= What to do =
Among the lines of the records below, count those with the word "unrecognized". Reply with that number alone.

Dataset excerpts START

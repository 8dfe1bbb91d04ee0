//! Q4_K: super-blocks of 256 weights in 8 sub-blocks of 32.
//!
//! Layout (144 bytes): `f16` super-scale, `f16` super-min, 12 bytes of
//! packed 6-bit scale/min pairs (`pk`), and 128 bytes of packed 4-bit
//! quants (`q`).
//!
//! Sub-blocks are processed in pairs that share 32 bytes of `q`: pair `p`
//! (0..4) covers sub-blocks `2p` (low nibbles of `q[32p..32p+32]`) and
//! `2p+1` (high nibbles of the same bytes). For sub-block `j` (0..8):
//! `j < 4`: `d = pk[j] & 0x3f`, `m = pk[j+4] & 0x3f`.
//! `j >= 4`: `d = (pk[j+4] & 0xf) | ((pk[j-4] >> 6) << 4)`,
//!           `m = (pk[j+4] >> 4) | ((pk[j] >> 6) << 4)`.
//! `weight = (d * super_scale) * nibble - (m * super_min)`.

use super::{block_at, DequantSink};
use crate::error::Result;
use crate::half::half_to_f32;

const SUPERBLOCK_SIZE: usize = 256;
const SUPERBLOCK_BYTES: usize = 144;
const SUBBLOCK_SIZE: usize = 32;

fn scale_and_min(pk: &[u8], j: usize) -> (u8, u8) {
    if j < 4 {
        (pk[j] & 0x3f, pk[j + 4] & 0x3f)
    } else {
        let d = (pk[j + 4] & 0x0f) | ((pk[j - 4] >> 6) << 4);
        let m = (pk[j + 4] >> 4) | ((pk[j] >> 6) << 4);
        (d, m)
    }
}

pub fn decode(src: &[u8], count: usize, sink: &mut dyn DequantSink) -> Result<()> {
    let n_super = count.div_ceil(SUPERBLOCK_SIZE);
    let mut produced = 0;
    for s in 0..n_super {
        let block = block_at(src, s * SUPERBLOCK_BYTES, SUPERBLOCK_BYTES)?;
        let super_scale = half_to_f32(u16::from_le_bytes(block[0..2].try_into().unwrap()));
        let super_min = half_to_f32(u16::from_le_bytes(block[2..4].try_into().unwrap()));
        let pk = &block[4..16];
        let q = &block[16..144];

        let remaining = count - produced;
        let take = remaining.min(SUPERBLOCK_SIZE);
        for i in 0..take {
            let j = i / SUBBLOCK_SIZE;
            let k = i % SUBBLOCK_SIZE;
            let pair = j / 2;
            let high_nibble = j % 2 == 1;
            let byte = q[pair * SUBBLOCK_SIZE + k];
            let nibble = if high_nibble { byte >> 4 } else { byte & 0x0f };
            let (d, m) = scale_and_min(pk, j);
            let weight = (d as f32 * super_scale) * nibble as f32 - (m as f32 * super_min);
            sink.store(produced + i, weight);
        }
        produced += take;
    }
    Ok(())
}

#[cfg(test)]
mod tests {
    use super::*;
    use crate::half::f32_to_half;

    #[test]
    fn first_subblock_low_nibbles() {
        let mut block = vec![0u8; SUPERBLOCK_BYTES];
        block[0..2].copy_from_slice(&f32_to_half(1.0).to_le_bytes());
        block[2..4].copy_from_slice(&f32_to_half(1.0).to_le_bytes());
        block[4] = 5; // pk[0]: d=5
        block[8] = 2; // pk[4]: m=2
        block[16] = 0x0a; // low nibble 10 for k=0

        let mut out = [0f32; 256];
        decode(&block, 256, &mut out[..]).unwrap();
        assert_eq!(out[0], (5.0 * 1.0) * 10.0 - (2.0 * 1.0));
    }
}
//! F32 is already the target representation; decoding is a byte-order
//! conversion, one element at a time through the sink.

use super::{block_at, DequantSink};
use crate::error::Result;

pub fn decode(src: &[u8], count: usize, sink: &mut dyn DequantSink) -> Result<()> {
    for i in 0..count {
        let bytes = block_at(src, i * 4, 4)?;
        let value = f32::from_le_bytes(bytes.try_into().unwrap());
        sink.store(i, value);
    }
    Ok(())
}
//! GGUF container codec: header/metadata/tensor-descriptor parsing, an
//! append-only writer, and dequantizers for the common block-quantization
//! schemes.

pub mod dequant;
pub mod error;
pub mod facade;
pub mod half;
pub mod metadata;
pub mod reader;
pub mod tensortype;
pub mod valtype;
pub mod writer;

pub use error::{GgufError, Result};
pub use facade::{tensor_to_bf16, tensor_to_f16, tensor_to_float};
pub use metadata::{GgufMetadata, MetadataValue};
pub use reader::{
    align_up, GgufReader, Header, KvEntry, PrimitiveValue, TensorDescriptor, ValueEvent,
    GGUF_DEFAULT_ALIGNMENT, GGUF_MAGIC, GGUF_VERSION,
};
pub use tensortype::{tensor_name_or_unknown, TensorType, TensorTypeInfo};
pub use valtype::{value_name_or_unknown, ValueType};
pub use writer::GgufWriter;
//! The GGML tensor-type registry: id -> (name, items-per-block, bytes-per-block).
//!
//! The numbering matches the on-disk GGUF convention (F32=0 .. BF16=30),
//! cross-checked against the pack's other GGUF-reading crates. Geometry for
//! the seven decodable types comes straight from spec.md §4.5; geometry for
//! the recognized-but-undecoded types comes from the reference `ggml`
//! block-struct sizes (noted per-entry below) since they are needed for
//! `show`/`compare` byte accounting even though no decoder exists for them.

use crate::error::{GgufError, Result};

#[derive(Debug, Clone, Copy, PartialEq, Eq, Hash)]
#[allow(non_camel_case_types)]
pub enum TensorType {
    F32,
    F16,
    Q4_0,
    Q4_1,
    Q5_0,
    Q5_1,
    Q8_0,
    Q8_1,
    Q2_K,
    Q3_K,
    Q4_K,
    Q5_K,
    Q6_K,
    Q8_K,
    IQ2_XXS,
    IQ2_XS,
    IQ3_XXS,
    IQ1_S,
    IQ4_NL,
    IQ3_S,
    IQ2_S,
    IQ4_XS,
    I8,
    I16,
    I32,
    I64,
    F64,
    IQ1_M,
    BF16,
}

/// Static geometry for a tensor type: display name, elements packed per
/// block, and bytes occupied by one block on disk.
#[derive(Debug, Clone, Copy)]
pub struct TensorTypeInfo {
    pub name: &'static str,
    pub items_per_block: usize,
    pub bytes_per_block: usize,
}

impl TensorType {
    /// Decode a GGUF tensor-type tag. IDs 4 and 5 (the deprecated Q4_2/Q4_3
    /// slots) and anything beyond BF16 are unrecognized.
    pub fn from_tag(tag: u32) -> Result<TensorType> {
        use TensorType::*;
        Ok(match tag {
            0 => F32,
            1 => F16,
            2 => Q4_0,
            3 => Q4_1,
            6 => Q5_0,
            7 => Q5_1,
            8 => Q8_0,
            9 => Q8_1,
            10 => Q2_K,
            11 => Q3_K,
            12 => Q4_K,
            13 => Q5_K,
            14 => Q6_K,
            15 => Q8_K,
            16 => IQ2_XXS,
            17 => IQ2_XS,
            18 => IQ3_XXS,
            19 => IQ1_S,
            20 => IQ4_NL,
            21 => IQ3_S,
            22 => IQ2_S,
            23 => IQ4_XS,
            24 => I8,
            25 => I16,
            26 => I32,
            27 => I64,
            28 => F64,
            29 => IQ1_M,
            30 => BF16,
            other => return Err(GgufError::UnsupportedTensorType(other)),
        })
    }

    pub fn tag(self) -> u32 {
        use TensorType::*;
        match self {
            F32 => 0,
            F16 => 1,
            Q4_0 => 2,
            Q4_1 => 3,
            Q5_0 => 6,
            Q5_1 => 7,
            Q8_0 => 8,
            Q8_1 => 9,
            Q2_K => 10,
            Q3_K => 11,
            Q4_K => 12,
            Q5_K => 13,
            Q6_K => 14,
            Q8_K => 15,
            IQ2_XXS => 16,
            IQ2_XS => 17,
            IQ3_XXS => 18,
            IQ1_S => 19,
            IQ4_NL => 20,
            IQ3_S => 21,
            IQ2_S => 22,
            IQ4_XS => 23,
            I8 => 24,
            I16 => 25,
            I32 => 26,
            I64 => 27,
            F64 => 28,
            IQ1_M => 29,
            BF16 => 30,
        }
    }

    /// Static geometry for this type. Never fails: every `TensorType` that
    /// can be constructed has a registry row.
    pub fn info(self) -> TensorTypeInfo {
        use TensorType::*;
        let (name, items_per_block, bytes_per_block) = match self {
            F32 => ("F32", 1, 4),
            F16 => ("F16", 1, 2),
            Q4_0 => ("Q4_0", 32, 18),
            Q4_1 => ("Q4_1", 32, 20),
            Q5_0 => ("Q5_0", 32, 22),
            Q5_1 => ("Q5_1", 32, 24),
            Q8_0 => ("Q8_0", 32, 34),
            Q8_1 => ("Q8_1", 32, 40),
            Q2_K => ("Q2_K", 256, 84),
            Q3_K => ("Q3_K", 256, 110),
            Q4_K => ("Q4_K", 256, 144),
            Q5_K => ("Q5_K", 256, 176),
            Q6_K => ("Q6_K", 256, 210),
            Q8_K => ("Q8_K", 256, 292),
            IQ2_XXS => ("IQ2_XXS", 256, 66),
            IQ2_XS => ("IQ2_XS", 256, 74),
            IQ3_XXS => ("IQ3_XXS", 256, 98),
            IQ1_S => ("IQ1_S", 256, 50),
            IQ4_NL => ("IQ4_NL", 32, 18),
            IQ3_S => ("IQ3_S", 256, 110),
            IQ2_S => ("IQ2_S", 256, 82),
            IQ4_XS => ("IQ4_XS", 256, 136),
            I8 => ("I8", 1, 1),
            I16 => ("I16", 1, 2),
            I32 => ("I32", 1, 4),
            I64 => ("I64", 1, 8),
            F64 => ("F64", 1, 8),
            IQ1_M => ("IQ1_M", 256, 56),
            BF16 => ("BF16", 1, 2),
        };
        TensorTypeInfo {
            name,
            items_per_block,
            bytes_per_block,
        }
    }

    /// Whether `gguf`'s dequantizers implement a decoder for this type.
    pub fn is_decodable(self) -> bool {
        use TensorType::*;
        matches!(
            self,
            F32 | F16 | BF16 | Q8_0 | Q4_0 | Q4_1 | Q2_K | Q4_K | Q6_K
        )
    }

    /// Byte size of a tensor payload with `num_weights` elements of this
    /// type: `ceil(N / items_per_block) * bytes_per_block`.
    pub fn payload_size(self, num_weights: usize) -> usize {
        let info = self.info();
        num_weights.div_ceil(info.items_per_block) * info.bytes_per_block
    }
}

/// Name lookup that never fails, mirroring `value_name_or_unknown` for
/// display code over possibly-unrecognized tags.
pub fn tensor_name_or_unknown(tag: u32) -> &'static str {
    TensorType::from_tag(tag).map(|t| t.info().name).unwrap_or("unknown")
}

#[cfg(test)]
mod tests {
    use super::*;

    #[test]
    fn roundtrip_tags() {
        for tag in [0, 1, 2, 3, 6, 7, 8, 9, 10, 11, 12, 13, 14, 15, 30] {
            let t = TensorType::from_tag(tag).unwrap();
            assert_eq!(t.tag(), tag);
        }
    }

    #[test]
    fn deprecated_and_out_of_range_are_unsupported() {
        assert!(TensorType::from_tag(4).is_err());
        assert!(TensorType::from_tag(5).is_err());
        assert!(TensorType::from_tag(31).is_err());
    }

    #[test]
    fn spec_geometry() {
        assert_eq!(TensorType::F32.info().bytes_per_block, 4);
        assert_eq!(TensorType::Q8_0.info().bytes_per_block, 34);
        assert_eq!(TensorType::Q8_0.info().items_per_block, 32);
        assert_eq!(TensorType::Q4_0.info().bytes_per_block, 18);
        assert_eq!(TensorType::Q2_K.info().bytes_per_block, 84);
        assert_eq!(TensorType::Q4_K.info().bytes_per_block, 144);
        assert_eq!(TensorType::Q6_K.info().bytes_per_block, 210);
    }

    #[test]
    fn payload_size_rounds_up_partial_blocks() {
        // 33 weights at Q4_0 (32/block) needs 2 blocks.
        assert_eq!(TensorType::Q4_0.payload_size(33), 36);
        assert_eq!(TensorType::Q4_0.payload_size(32), 18);
        assert_eq!(TensorType::F32.payload_size(4), 16);
    }

    #[test]
    fn decodability_matches_spec_list() {
        assert!(TensorType::Q8_0.is_decodable());
        assert!(TensorType::Q4_K.is_decodable());
        assert!(!TensorType::Q3_K.is_decodable());
        assert!(!TensorType::Q5_0.is_decodable());
        assert!(!TensorType::IQ2_XS.is_decodable());
    }

    #[test]
    fn unknown_name_is_safe() {
        assert_eq!(tensor_name_or_unknown(4), "unknown");
    }
}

Dataset excerpts END

= Exercise response =
2